By Jason Allen

DALLAS (CBSDFW.COM) – After enduring the explosive sounds of war in Iraq, Allen Vaught may have been looking forward to silence.

But the Dallas veteran rarely has it.

While sitting at his desk, lying in bed at night, or playing with his kids, Vaught is interrupted by a high pitched ringing.

It is a sound that’s not really there, but one his brain believes that it hears.  It happens on and off, every day, without warning.  “Sometimes it will last for several minutes,” he said. “Sometimes it’s for a few seconds.
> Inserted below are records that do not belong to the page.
use crate::channels::server_command::ServerCommand;
use crate::channels::SharedBroker;
use async_trait::async_trait;
use broker::BrokerConfig;
use flume::Sender;
use std::time::Duration;
use tokio::time;
use tracing::{debug, error, info};

/// Periodically walks every stream directory and deletes messages older
/// than the stream's retention.
pub struct MessagesPruner {
    interval: u64,
    sender: Sender<PruneMessagesCommand>,
}

#[derive(Debug, Default, Clone)]
pub struct PruneMessagesCommand;

#[derive(Debug, Default, Clone)]
pub struct PruneMessagesExecutor;

impl MessagesPruner {
    pub fn new(interval: u64, sender: Sender<PruneMessagesCommand>) -> Self {
        Self { interval, sender }
    }

    pub fn start(&self) {
        let interval = self.interval.max(1);
        let sender = self.sender.clone();
        info!("Messages will be pruned every {interval} seconds.");
        tokio::spawn(async move {
            let mut interval_timer = time::interval(Duration::from_secs(interval));
            // Swallow the immediate first tick; pruning waits a full
            // interval after startup.
            interval_timer.tick().await;
            loop {
                interval_timer.tick().await;
                sender.send(PruneMessagesCommand).unwrap_or_else(|error| {
                    error!("Failed to send PruneMessagesCommand. Error: {error}");
                });
            }
        });
    }
}

#[async_trait]
impl ServerCommand<PruneMessagesCommand> for PruneMessagesExecutor {
    async fn execute(&mut self, broker: &SharedBroker, _command: PruneMessagesCommand) {
        debug!("Pruning messages...");
        if let Err(error) = broker.prune_all().await {
            error!("Failed to prune messages. Error: {error}");
        }
    }

    fn start_command_sender(
        &mut self,
        _broker: SharedBroker,
        config: &BrokerConfig,
        sender: Sender<PruneMessagesCommand>,
    ) {
        let pruner = MessagesPruner::new(config.global.prune_interval, sender);
        pruner.start();
    }

    fn start_command_consumer(
        mut self,
        broker: SharedBroker,
        _config: &BrokerConfig,
        receiver: flume::Receiver<PruneMessagesCommand>,
    ) {
        tokio::spawn(async move {
            while let Ok(command) = receiver.recv_async().await {
                self.execute(&broker, command).await;
            }
            info!("Messages pruner receiver stopped.");
        });
    }
}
Usually it’s daily, often many times a day.”

Studies show up to half of all veterans returning from war suffer from tinnitus.  It’s an invisible injury often linked to repetitive loud noises.  “Sometimes it’s so overwhelming you can’t focus or you can’t communicate, you can’t sleep,”Vaught said.

A small Dallas-based company though, believes it’s close to a fix.  MicroTransponder is raising funding now for a device its calling Serenity.

Implanted in the body, it stimulates a nerve that essentially retrains the brain to stop believing it’s hearing the ringing.

The company is planning clinical trials in the upcoming year.

Former professional baseball pitcher Will Rosellini began putting the company together when his control struggles on the mound got him thinking.  “The difference between me and Randy Johnson and Roger Clemens isn’t muscles or skeleton, it’s my nervous system.”

After leaving the Arizona Diamondbacks organization he started studying.  Six graduate degrees later, he had 18 scientists together working on future solutions to not just tinnitus, but stroke recovery, post traumatic stress, and chronic pain.

In the implant’s first trial, tinnitus disappeared for 75-percent of the patients who used it.

For veterans like Vaught, it could be the cure to the war injury no one sees, or hears, but the victim.

“We’ve been overwhelmed with tinnitus patients saying, you’ve given me hope to keep going,” Rosellini said.

MicroTransponder expects to hold trials in the US and Belgium.  If the device continues to show clinically significant improvements for patients, the company could attempt to receive FDA approval as early as 2014.